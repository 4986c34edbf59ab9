use config::{Config, ConfigError, Environment, File};
use lease_quote_core::EngineConfig;
use serde::Deserialize;
use std::env;

#[derive(Debug, Deserialize, Clone)]
pub struct Settings {
    pub application: ApplicationSettings,
    #[serde(default)]
    pub engine: EngineConfig,
    pub offer_service: OfferServiceSettings,
    pub logging: LoggingSettings,
}

#[derive(Debug, Deserialize, Clone)]
pub struct ApplicationSettings {
    pub host: String,
    pub port: u16,
    pub environment: String,
    /// Origins allowed to call the API from a browser; empty allows any
    #[serde(default)]
    pub cors_allowed_origins: Vec<String>,
}

#[derive(Debug, Deserialize, Clone)]
pub struct OfferServiceSettings {
    pub base_url: String,
    pub timeout_secs: u64,
}

#[derive(Debug, Deserialize, Clone)]
pub struct LoggingSettings {
    pub level: String,
    pub format: String,
}

impl Settings {
    pub fn new() -> Result<Self, ConfigError> {
        let environment = env::var("ENVIRONMENT").unwrap_or_else(|_| "development".to_string());

        let config = Config::builder()
            .set_default("application.host", "0.0.0.0")?
            .set_default("application.port", 8080)?
            .set_default("application.environment", environment.clone())?
            .set_default("offer_service.base_url", "http://localhost:8090")?
            .set_default("offer_service.timeout_secs", 30)?
            .set_default("logging.level", "info")?
            .set_default("logging.format", "json")?
            .add_source(File::with_name("config/default").required(false))
            .add_source(File::with_name(&format!("config/{}", environment)).required(false))
            .add_source(File::with_name("config/local").required(false))
            .add_source(Environment::with_prefix("LEASE_QUOTE").separator("__"))
            .build()?;

        let settings: Settings = config.try_deserialize()?;
        settings
            .engine
            .validate()
            .map_err(|e| ConfigError::Message(e.to_string()))?;
        Ok(settings)
    }

    pub fn bind_address(&self) -> String {
        format!("{}:{}", self.application.host, self.application.port)
    }
}
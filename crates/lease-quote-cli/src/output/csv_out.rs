use serde_json::Value;
use std::io::{self, Write};

use super::flatten_fields;

/// Write a quote as CSV to stdout.
pub fn print_csv(value: &Value) {
    let stdout = io::stdout();
    let _ = write_csv(stdout.lock(), value);
}

fn write_csv<W: Write>(out: W, value: &Value) -> Result<(), csv::Error> {
    let mut wtr = csv::Writer::from_writer(out);

    match value {
        Value::Object(map) => {
            // Two-column CSV: field, value
            let fields = match map.get("result") {
                Some(Value::Object(result)) => flatten_fields(result),
                _ => flatten_fields(map),
            };
            wtr.write_record(["field", "value"])?;
            for (key, val) in fields {
                wtr.write_record([key.as_str(), &format_csv_value(&val)])?;
            }
        }
        Value::Array(arr) => write_array_csv(&mut wtr, arr)?,
        _ => wtr.write_record([&format_csv_value(value)])?,
    }

    wtr.flush()?;
    Ok(())
}

/// One row per schedule month (or chart slice), headers from the first row.
fn write_array_csv<W: Write>(wtr: &mut csv::Writer<W>, arr: &[Value]) -> Result<(), csv::Error> {
    let Some(Value::Object(first)) = arr.first() else {
        for item in arr {
            wtr.write_record([&format_csv_value(item)])?;
        }
        return Ok(());
    };

    let headers: Vec<&str> = first.keys().map(|k| k.as_str()).collect();
    wtr.write_record(&headers)?;
    for item in arr {
        if let Value::Object(map) = item {
            let row: Vec<String> = headers
                .iter()
                .map(|h| map.get(*h).map(format_csv_value).unwrap_or_default())
                .collect();
            wtr.write_record(&row)?;
        }
    }
    Ok(())
}

fn format_csv_value(value: &Value) -> String {
    match value {
        Value::String(s) => s.clone(),
        Value::Number(n) => n.to_string(),
        Value::Bool(b) => b.to_string(),
        Value::Null => String::new(),
        _ => serde_json::to_string(value).unwrap_or_default(),
    }
}
use serde::de::DeserializeOwned;
use std::fs;
use std::path::{Path, PathBuf};

/// Read a JSON request file and deserialise into a typed struct.
pub fn read_json<T: DeserializeOwned>(path: &str) -> Result<T, Box<dyn std::error::Error>> {
    let canonical = resolve_path(path)?;
    let contents = fs::read_to_string(&canonical)
        .map_err(|e| format!("Failed to read '{}': {}", canonical.display(), e))?;
    let value: T = serde_json::from_str(&contents)
        .map_err(|e| format!("Failed to parse '{}': {}", canonical.display(), e))?;
    Ok(value)
}

/// Resolve relative paths against the working directory and require a regular file.
fn resolve_path(path: &str) -> Result<PathBuf, Box<dyn std::error::Error>> {
    let p = Path::new(path);
    let canonical = if p.is_absolute() {
        p.to_path_buf()
    } else {
        std::env::current_dir()?.join(p)
    };

    if !canonical.exists() {
        return Err(format!("File not found: {}", canonical.display()).into());
    }

    if !canonical.is_file() {
        return Err(format!("Not a file: {}", canonical.display()).into());
    }

    Ok(canonical)
}

#[cfg(test)]
mod tests {
    use super::*;
    use lease_quote_core::lease::normalizer::RateRequest;

    #[test]
    fn test_missing_file_reported() {
        let err = read_json::<RateRequest>("/nonexistent/lease-request.json").unwrap_err();
        assert!(err.to_string().starts_with("File not found"));
    }

    #[test]
    fn test_directory_rejected() {
        let dir = std::env::temp_dir();
        let err = read_json::<RateRequest>(dir.to_str().unwrap()).unwrap_err();
        assert!(err.to_string().starts_with("Not a file"));
    }
}
pub mod config;
pub mod error;
pub mod offer_client;
pub mod routes;
pub mod state;

use std::sync::Arc;

use anyhow::Result;
use tokio::net::TcpListener;
use tracing::info;

use crate::config::Settings;
use crate::offer_client::HttpOfferDocumentService;
use crate::state::AppState;

/// Bound listener plus the router it serves.
pub struct Application {
    listener: TcpListener,
    router: axum::Router,
}

impl Application {
    pub async fn build(settings: &Settings) -> Result<Self> {
        let offer_service = HttpOfferDocumentService::new(&settings.offer_service)?;
        let state = AppState::new(settings.engine.clone(), Arc::new(offer_service));
        let router = routes::router(state, &settings.application.cors_allowed_origins);

        let listener = TcpListener::bind(settings.bind_address()).await?;
        info!(address = %listener.local_addr()?, "listening");
        Ok(Self { listener, router })
    }

    pub fn port(&self) -> Result<u16> {
        Ok(self.listener.local_addr()?.port())
    }

    pub async fn run(self) -> Result<()> {
        axum::serve(self.listener, self.router).await?;
        Ok(())
    }
}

■ **Exercise aim**
Above are several records. Count the lines among them that contain "router" and give only the total.

■ **Written solution**
5